Look through the data below for the string "builtins", and copy every line where it turns up.

━━━━━ Data for review

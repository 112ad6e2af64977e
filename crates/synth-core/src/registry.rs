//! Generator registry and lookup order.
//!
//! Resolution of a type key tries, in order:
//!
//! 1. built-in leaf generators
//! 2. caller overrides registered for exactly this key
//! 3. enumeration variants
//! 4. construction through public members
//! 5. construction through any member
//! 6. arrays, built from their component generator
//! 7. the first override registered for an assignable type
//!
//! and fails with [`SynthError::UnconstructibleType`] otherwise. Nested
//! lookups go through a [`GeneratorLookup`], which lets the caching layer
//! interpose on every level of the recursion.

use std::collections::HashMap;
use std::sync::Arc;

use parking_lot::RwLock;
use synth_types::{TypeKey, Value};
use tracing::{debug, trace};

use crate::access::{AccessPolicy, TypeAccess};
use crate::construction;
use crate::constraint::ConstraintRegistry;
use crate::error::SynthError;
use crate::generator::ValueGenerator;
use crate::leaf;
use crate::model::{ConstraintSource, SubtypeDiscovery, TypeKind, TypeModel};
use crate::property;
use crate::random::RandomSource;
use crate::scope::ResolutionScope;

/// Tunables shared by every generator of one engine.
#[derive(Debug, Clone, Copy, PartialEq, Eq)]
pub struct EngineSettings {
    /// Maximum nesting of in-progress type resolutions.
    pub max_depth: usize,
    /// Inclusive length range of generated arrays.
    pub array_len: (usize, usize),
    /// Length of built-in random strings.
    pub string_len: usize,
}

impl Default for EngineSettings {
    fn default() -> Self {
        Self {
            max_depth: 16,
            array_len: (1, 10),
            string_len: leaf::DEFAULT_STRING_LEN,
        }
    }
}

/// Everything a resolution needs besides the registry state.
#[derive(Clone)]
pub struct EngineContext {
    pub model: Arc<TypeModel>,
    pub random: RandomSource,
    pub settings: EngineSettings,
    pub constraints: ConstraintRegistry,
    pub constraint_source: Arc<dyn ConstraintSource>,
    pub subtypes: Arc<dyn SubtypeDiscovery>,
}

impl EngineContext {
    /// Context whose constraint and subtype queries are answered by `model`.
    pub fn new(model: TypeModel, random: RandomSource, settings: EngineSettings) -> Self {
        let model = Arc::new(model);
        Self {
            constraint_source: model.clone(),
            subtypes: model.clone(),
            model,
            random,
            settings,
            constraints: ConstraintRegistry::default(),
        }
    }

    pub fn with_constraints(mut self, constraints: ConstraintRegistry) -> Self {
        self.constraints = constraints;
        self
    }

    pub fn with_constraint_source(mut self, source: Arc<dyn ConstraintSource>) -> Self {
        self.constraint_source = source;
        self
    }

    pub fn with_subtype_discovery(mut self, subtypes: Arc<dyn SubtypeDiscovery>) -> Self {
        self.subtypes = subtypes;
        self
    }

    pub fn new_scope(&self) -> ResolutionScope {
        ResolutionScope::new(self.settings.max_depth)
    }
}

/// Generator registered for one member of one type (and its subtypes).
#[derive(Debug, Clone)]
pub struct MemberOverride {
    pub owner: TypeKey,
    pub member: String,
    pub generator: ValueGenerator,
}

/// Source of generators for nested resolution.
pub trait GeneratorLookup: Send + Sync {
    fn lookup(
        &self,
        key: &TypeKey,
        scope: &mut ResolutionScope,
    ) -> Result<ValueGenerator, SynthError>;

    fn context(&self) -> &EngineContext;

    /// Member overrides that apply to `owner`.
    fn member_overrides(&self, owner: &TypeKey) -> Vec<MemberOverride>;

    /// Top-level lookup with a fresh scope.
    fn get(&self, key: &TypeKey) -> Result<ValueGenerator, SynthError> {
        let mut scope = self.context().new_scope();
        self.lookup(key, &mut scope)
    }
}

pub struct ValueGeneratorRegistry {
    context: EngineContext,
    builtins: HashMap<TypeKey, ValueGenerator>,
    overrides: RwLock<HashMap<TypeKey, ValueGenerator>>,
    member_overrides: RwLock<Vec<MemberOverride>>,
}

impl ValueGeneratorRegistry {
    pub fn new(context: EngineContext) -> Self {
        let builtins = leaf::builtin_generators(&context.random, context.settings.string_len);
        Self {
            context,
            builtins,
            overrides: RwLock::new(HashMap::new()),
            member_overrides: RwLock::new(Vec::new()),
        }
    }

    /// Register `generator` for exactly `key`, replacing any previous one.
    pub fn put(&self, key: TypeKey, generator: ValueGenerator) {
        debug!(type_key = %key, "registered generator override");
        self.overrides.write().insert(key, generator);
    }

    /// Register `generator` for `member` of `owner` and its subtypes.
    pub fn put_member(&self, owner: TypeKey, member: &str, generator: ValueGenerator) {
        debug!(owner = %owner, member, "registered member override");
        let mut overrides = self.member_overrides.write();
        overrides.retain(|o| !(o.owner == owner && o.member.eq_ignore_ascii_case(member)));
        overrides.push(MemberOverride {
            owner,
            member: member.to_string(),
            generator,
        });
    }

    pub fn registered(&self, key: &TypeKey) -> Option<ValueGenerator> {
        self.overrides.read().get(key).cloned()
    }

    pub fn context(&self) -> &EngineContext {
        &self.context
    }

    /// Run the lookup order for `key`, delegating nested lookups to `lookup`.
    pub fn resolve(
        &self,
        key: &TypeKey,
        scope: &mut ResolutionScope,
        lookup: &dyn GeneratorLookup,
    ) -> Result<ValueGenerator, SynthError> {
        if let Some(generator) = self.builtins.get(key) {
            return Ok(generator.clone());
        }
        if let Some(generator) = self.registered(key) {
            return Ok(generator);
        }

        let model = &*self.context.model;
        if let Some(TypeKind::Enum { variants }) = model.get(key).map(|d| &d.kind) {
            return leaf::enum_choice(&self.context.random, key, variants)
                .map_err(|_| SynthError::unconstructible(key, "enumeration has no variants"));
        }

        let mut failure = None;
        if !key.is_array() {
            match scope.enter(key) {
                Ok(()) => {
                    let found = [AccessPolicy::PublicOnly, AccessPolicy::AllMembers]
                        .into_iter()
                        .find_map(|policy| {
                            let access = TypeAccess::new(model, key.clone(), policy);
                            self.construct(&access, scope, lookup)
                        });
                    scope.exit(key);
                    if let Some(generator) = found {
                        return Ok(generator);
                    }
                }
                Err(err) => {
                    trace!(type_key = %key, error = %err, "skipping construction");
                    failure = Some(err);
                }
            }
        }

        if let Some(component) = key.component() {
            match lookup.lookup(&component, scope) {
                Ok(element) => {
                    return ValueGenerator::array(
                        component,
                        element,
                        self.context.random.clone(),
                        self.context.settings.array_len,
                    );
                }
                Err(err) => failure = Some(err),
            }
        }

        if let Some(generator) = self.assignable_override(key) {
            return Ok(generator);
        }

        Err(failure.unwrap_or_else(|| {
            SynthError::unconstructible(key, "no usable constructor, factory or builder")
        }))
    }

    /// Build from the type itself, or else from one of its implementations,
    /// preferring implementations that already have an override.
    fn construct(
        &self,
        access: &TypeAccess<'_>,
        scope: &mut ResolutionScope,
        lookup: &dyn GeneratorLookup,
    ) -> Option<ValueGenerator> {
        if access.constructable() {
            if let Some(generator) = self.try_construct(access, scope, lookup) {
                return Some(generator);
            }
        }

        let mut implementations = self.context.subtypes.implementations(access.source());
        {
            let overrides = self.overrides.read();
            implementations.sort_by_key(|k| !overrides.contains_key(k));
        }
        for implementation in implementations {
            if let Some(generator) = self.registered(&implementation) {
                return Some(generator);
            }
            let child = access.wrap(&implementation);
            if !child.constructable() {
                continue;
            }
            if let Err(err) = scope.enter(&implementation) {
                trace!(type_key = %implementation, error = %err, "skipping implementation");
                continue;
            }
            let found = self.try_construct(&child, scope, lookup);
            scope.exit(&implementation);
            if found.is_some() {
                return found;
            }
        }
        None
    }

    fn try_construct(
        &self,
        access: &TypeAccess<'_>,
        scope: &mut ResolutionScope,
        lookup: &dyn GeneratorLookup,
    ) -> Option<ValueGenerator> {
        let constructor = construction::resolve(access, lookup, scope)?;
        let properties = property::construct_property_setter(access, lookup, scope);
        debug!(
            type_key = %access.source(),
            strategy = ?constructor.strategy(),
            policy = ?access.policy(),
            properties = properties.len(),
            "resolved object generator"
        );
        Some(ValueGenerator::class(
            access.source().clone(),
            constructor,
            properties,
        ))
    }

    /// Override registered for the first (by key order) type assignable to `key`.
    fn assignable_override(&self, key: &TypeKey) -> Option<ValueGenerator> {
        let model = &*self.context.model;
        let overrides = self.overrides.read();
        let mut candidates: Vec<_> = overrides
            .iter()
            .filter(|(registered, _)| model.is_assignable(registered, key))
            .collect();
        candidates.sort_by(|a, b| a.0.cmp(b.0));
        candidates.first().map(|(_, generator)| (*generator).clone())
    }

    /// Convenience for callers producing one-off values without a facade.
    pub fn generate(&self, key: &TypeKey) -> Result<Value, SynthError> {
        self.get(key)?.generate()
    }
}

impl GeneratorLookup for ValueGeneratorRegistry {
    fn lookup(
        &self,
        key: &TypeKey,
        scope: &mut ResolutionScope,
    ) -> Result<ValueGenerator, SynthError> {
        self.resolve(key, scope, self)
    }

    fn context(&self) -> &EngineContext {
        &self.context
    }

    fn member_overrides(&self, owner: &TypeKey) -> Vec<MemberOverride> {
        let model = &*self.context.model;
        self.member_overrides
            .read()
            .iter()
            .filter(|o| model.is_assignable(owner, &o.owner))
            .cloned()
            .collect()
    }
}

━━━━━━━━━━
━━━━━ Data for review

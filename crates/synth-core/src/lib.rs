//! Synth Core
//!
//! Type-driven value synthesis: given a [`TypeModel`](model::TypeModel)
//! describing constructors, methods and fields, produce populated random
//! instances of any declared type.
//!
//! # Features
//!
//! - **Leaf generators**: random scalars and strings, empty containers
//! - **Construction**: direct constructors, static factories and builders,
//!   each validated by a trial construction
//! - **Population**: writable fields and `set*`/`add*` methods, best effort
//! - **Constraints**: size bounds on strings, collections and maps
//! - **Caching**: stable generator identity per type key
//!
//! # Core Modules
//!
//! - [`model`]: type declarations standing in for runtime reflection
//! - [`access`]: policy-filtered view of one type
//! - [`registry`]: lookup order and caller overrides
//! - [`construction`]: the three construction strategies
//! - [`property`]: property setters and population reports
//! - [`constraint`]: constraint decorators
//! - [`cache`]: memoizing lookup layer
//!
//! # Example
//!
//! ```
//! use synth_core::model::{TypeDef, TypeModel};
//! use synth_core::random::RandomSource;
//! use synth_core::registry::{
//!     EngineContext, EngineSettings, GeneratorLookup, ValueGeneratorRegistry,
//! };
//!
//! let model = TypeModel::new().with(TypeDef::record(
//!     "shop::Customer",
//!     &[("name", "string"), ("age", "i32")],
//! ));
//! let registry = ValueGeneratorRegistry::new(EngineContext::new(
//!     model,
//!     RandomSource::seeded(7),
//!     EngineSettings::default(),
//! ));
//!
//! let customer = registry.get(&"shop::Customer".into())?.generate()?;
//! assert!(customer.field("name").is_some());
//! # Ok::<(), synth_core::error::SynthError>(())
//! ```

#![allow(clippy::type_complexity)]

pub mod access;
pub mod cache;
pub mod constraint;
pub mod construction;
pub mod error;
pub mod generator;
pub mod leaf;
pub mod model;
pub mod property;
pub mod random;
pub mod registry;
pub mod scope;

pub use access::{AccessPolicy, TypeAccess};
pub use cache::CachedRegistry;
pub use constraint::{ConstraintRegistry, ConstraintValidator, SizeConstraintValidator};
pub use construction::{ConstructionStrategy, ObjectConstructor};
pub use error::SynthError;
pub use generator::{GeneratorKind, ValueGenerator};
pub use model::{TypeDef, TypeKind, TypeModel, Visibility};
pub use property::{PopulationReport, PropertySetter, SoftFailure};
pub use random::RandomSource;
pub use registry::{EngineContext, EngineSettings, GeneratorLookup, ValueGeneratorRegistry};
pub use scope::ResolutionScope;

━━━━━━━━━━

> **Solution for this task**:
    builtins: HashMap<TypeKey, ValueGenerator>,
        let builtins = leaf::builtin_generators(&context.random, context.settings.string_len);
            builtins,
        if let Some(generator) = self.builtins.get(key) {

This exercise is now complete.